El otro día abrí una cuenta de banco. Aquí, como en Francia, aún se estila mucho el uso de los cheques; así que lo primero que te dan cuando abres una cuenta es tu talonario de cheques. Como se puede ver en la foto, son toda una monada... No me imagino yo pagando un coche o una casa con un cheque de Bugs Bunny. Eso es dar pie a que, en cuanto lo entregues, te pregunten: "¿Estás seguro que este cheque tiene fondos?". La salida mas airosa ante esa situación sería: "Macho, o te pago con esto o con dinero del monopoly. Tú verás.". En realidad son unos cheques promocionales, el siguiente talonario es más austero. Para comprar con Bugs Bunny, hay que pagar un plus...
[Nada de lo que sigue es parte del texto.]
//! Key-signature reading (neural) and time-signature detection.
//!
//! The key signature is read by the two small classifiers: K1 decides
//! sharps/flats/none from a thumbnail of the post-clef region, K2 counts
//! the accidentals. The time signature is found classically: a window
//! where both staff halves carry digit-like ink, each half classified
//! by quadrant-density heuristics.

use crate::classifiers::{
    prepare_key_patch, Classifiers, KEY_DIGIT_H, KEY_DIGIT_W, KEY_TYPE_H, KEY_TYPE_W,
};
use crate::image::GrayImage;
use crate::score::{KeyKind, KeySignature, Staff, TimeSignature};

use super::constants::*;

// ═══════════════════════════════════════════════════════════════════════
// Key signature
// ═══════════════════════════════════════════════════════════════════════

/// Read the global key signature off the first staff. Missing models
/// degrade to an empty signature; that path is recorded but not fatal.
pub fn read_key_signature(
    img: &GrayImage,
    staves: &[Staff],
    classifiers: &Classifiers,
) -> KeySignature {
    let Some(staff) = staves.first() else {
        return KeySignature::none();
    };
    let (Some(key_type), Some(key_digit)) = (&classifiers.key_type, &classifiers.key_digit)
    else {
        log::debug!("key-signature classifiers unavailable; assuming no signature");
        return KeySignature::none();
    };

    let s = staff.spacing();
    let x0 = CLEF_REGION_FRACTION * img.width() as f32;
    let y0 = staff.top() as f32 - 0.5 * s;
    let y1 = staff.bottom() as f32 + 0.5 * s;
    let height = y1 - y0;

    // Crops preserve the classifiers' input aspect.
    let type_patch = prepare_key_patch(
        img,
        x0,
        y0,
        x0 + height * KEY_TYPE_W as f32 / KEY_TYPE_H as f32,
        y1,
        KEY_TYPE_W,
        KEY_TYPE_H,
    );
    let kind = match argmax(&key_type(&type_patch)) {
        1 => KeyKind::Sharps,
        2 => KeyKind::Flats,
        _ => return KeySignature::none(),
    };

    let digit_patch = prepare_key_patch(
        img,
        x0,
        y0,
        x0 + height * KEY_DIGIT_W as f32 / KEY_DIGIT_H as f32,
        y1,
        KEY_DIGIT_W,
        KEY_DIGIT_H,
    );
    let count = argmax(&key_digit(&digit_patch)).min(7) as u8;
    if count == 0 {
        return KeySignature::none();
    }
    KeySignature { kind, count }
}

fn argmax(values: &[f32]) -> usize {
    values
        .iter()
        .enumerate()
        .max_by(|a, b| a.1.partial_cmp(b.1).unwrap_or(std::cmp::Ordering::Equal))
        .map(|(i, _)| i)
        .unwrap_or(0)
}

// ═══════════════════════════════════════════════════════════════════════
// Time signature
// ═══════════════════════════════════════════════════════════════════════

/// Scan the post-key region of the first staff for a stacked pair of
/// digits. Returns 4/4 with `end_x = 0` when nothing qualifies.
pub fn detect_time_signature(img: &GrayImage, staves: &[Staff]) -> TimeSignature {
    let Some(staff) = staves.first() else {
        return TimeSignature::common_time(0);
    };
    let s = staff.spacing();
    let win = (TIME_WINDOW_S * s) as i64;
    let scan_start = (TIME_SCAN_START_FRACTION * img.width() as f32) as i64;
    let scan_end = (TIME_SCAN_END_FRACTION * img.width() as f32) as i64;

    let top = staff.top() as i64;
    let mid = staff.lines[2] as i64;
    let bottom = staff.bottom() as i64;

    let mut x = scan_start;
    while x + win <= scan_end {
        let top_density = img.region_density(x, top, x + win, mid);
        let bottom_density = img.region_density(x, mid, x + win, bottom);
        let digit_like = |d: f32| (TIME_HALF_DENSITY_MIN..=TIME_HALF_DENSITY_MAX).contains(&d);
        if digit_like(top_density) && digit_like(bottom_density) {
            let numerator = classify_digit(&DigitFeatures::from_region(img, x, top, x + win, mid));
            let denominator =
                classify_digit(&DigitFeatures::from_region(img, x, mid, x + win, bottom));
            if let (Some(numerator), Some(denominator)) = (numerator, denominator) {
                return validate(numerator, denominator, (x + win) as u32);
            }
        }
        x += 2;
    }
    TimeSignature::common_time(0)
}

/// Snap an out-of-range reading to common time, as photographed digits
/// are unreliable enough that an illegal pair means a misread.
fn validate(numerator: u8, denominator: u8, end_x: u32) -> TimeSignature {
    let legal_denominator = matches!(denominator, 1 | 2 | 4 | 8 | 16);
    let legal_numerator = (1..=16).contains(&numerator);
    if !legal_denominator || !legal_numerator {
        log::warn!("time signature {numerator}/{denominator} out of range; snapping to 4/4");
        return TimeSignature::common_time(end_x);
    }
    let compound = numerator > 3 && numerator % 3 == 0 && denominator == 8;
    TimeSignature { beats: numerator, beat_type: denominator, compound, end_x }
}

// ═══════════════════════════════════════════════════════════════════════
// Digit heuristics
// ═══════════════════════════════════════════════════════════════════════

/// Quadrant-density features of one digit window.
#[derive(Debug, Clone, Copy, Default)]
pub(super) struct DigitFeatures {
    pub density: f32,
    pub top_left: f32,
    pub top_right: f32,
    pub bottom_left: f32,
    pub bottom_right: f32,
    /// Horizontal fill of the center row band.
    pub center_fill: f32,
    /// Horizontal fill of the bottom row band.
    pub bottom_fill: f32,
    /// Ink bounding-box width relative to the window width.
    pub relative_width: f32,
}

impl DigitFeatures {
    pub(super) fn from_region(img: &GrayImage, x0: i64, y0: i64, x1: i64, y1: i64) -> Self {
        // Tighten to the ink bounding box so margins don't dilute the
        // quadrant ratios.
        let mut bx0 = x1;
        let mut bx1 = x0;
        let mut by0 = y1;
        let mut by1 = y0;
        for y in y0..y1 {
            for x in x0..x1 {
                if img.is_dark(x, y) {
                    bx0 = bx0.min(x);
                    bx1 = bx1.max(x + 1);
                    by0 = by0.min(y);
                    by1 = by1.max(y + 1);
                }
            }
        }
        if bx0 >= bx1 || by0 >= by1 {
            return Self::default();
        }

        let mx = (bx0 + bx1) / 2;
        let my = (by0 + by1) / 2;
        let band = ((by1 - by0) / 6).max(1);
        Self {
            density: img.region_density(bx0, by0, bx1, by1),
            top_left: img.region_density(bx0, by0, mx, my),
            top_right: img.region_density(mx, by0, bx1, my),
            bottom_left: img.region_density(bx0, my, mx, by1),
            bottom_right: img.region_density(mx, my, bx1, by1),
            center_fill: img.region_density(bx0, my - band / 2, bx1, my + band.max(2) / 2 + 1),
            bottom_fill: img.region_density(bx0, by1 - band, bx1, by1),
            relative_width: (bx1 - bx0) as f32 / (x1 - x0).max(1) as f32,
        }
    }

    fn top(&self) -> f32 {
        self.top_left + self.top_right
    }

    fn bottom(&self) -> f32 {
        self.bottom_left + self.bottom_right
    }

    fn left(&self) -> f32 {
        self.top_left + self.bottom_left
    }

    fn right(&self) -> f32 {
        self.top_right + self.bottom_right
    }
}

/// Single-digit classification by quadrant shape. `None` means the ink
/// does not read as any digit; the caller treats the window as a false
/// positive.
pub(super) fn classify_digit(f: &DigitFeatures) -> Option<u8> {
    if f.density <= 0.0 {
        return None;
    }
    // A bare vertical stroke: narrow box, solid ink.
    if f.relative_width < 0.45 && f.density > 0.30 {
        return Some(1);
    }
    // Strong crossbar through the middle: 4.
    if f.center_fill > 0.60 && f.right() >= f.left() {
        return Some(4);
    }
    // Dense and balanced in every direction: 8.
    if f.density > 0.48
        && ratio(f.top(), f.bottom()) > 0.8
        && ratio(f.left(), f.right()) > 0.8
    {
        return Some(8);
    }
    // Bottom-heavy: 2 carries a solid base bar, 6 a bottom loop.
    if f.bottom() > f.top() * 1.25 {
        return Some(if f.bottom_fill > 0.55 { 2 } else { 6 });
    }
    // Top-heavy loop: 9.
    if f.top() > f.bottom() * 1.25 {
        return Some(9);
    }
    // Right-leaning double bump: 3.
    if f.right() > f.left() * 1.2 {
        return Some(3);
    }
    None
}

fn ratio(a: f32, b: f32) -> f32 {
    if a.max(b) <= 0.0 {
        1.0
    } else {
        a.min(b) / a.max(b)
    }
}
Los bancos aquí también son dignos de ver. Vienen a ser como los bancos del oeste, pero con muebles de los años 70. No invierten
tanto en imagen como en Europa (al menos por esta zona) y no hay bombardeo de promociones tampoco. Y algunos bancos más parecen agencias: muy locales y a lo sumo tienen 20 oficinas.Si no fuese porque los McDonalds se esmeran mas en promoción y decoración (aunque sea hortera, que de Ronald McDonald tengo pendiente hablar otro día...). Si no fuese por eso, como digo, uno podría confundir un banco con un fastfood. Puedes ir al banco en coche y te atienden por un interfono, como en un Macdogüel. Si tienes que entregar o firmar un documento o quieres retirar dinero, lo intercambias con el bancario a través de un recipiente que viaja por unos tubos de vacío. Muy fuerte. Personalmente yo prefiero ir por la ventanilla convencional. Ponerte pesao con el cajero del banco es un derecho que tenemos todos los humanos y eso se tiene que hacer tête-à-tête.
Y, bueno, el pajarito es una especie de paloma que hoy, al salir de trabajo, encontré que había decidido echar un reposo en mi coche. Debo infundir bastante poco respeto porque pasé a su lado, entré en el coche, pegué un portazo, saqué mi cámara, le hice una foto, volví a salir del coche, le hice otra foto... y él no se inmutó hasta que pasó una bandada de pájaros y echó a volar detrás de ellos. Algún palomo al que le habría echado el ojo, supongo.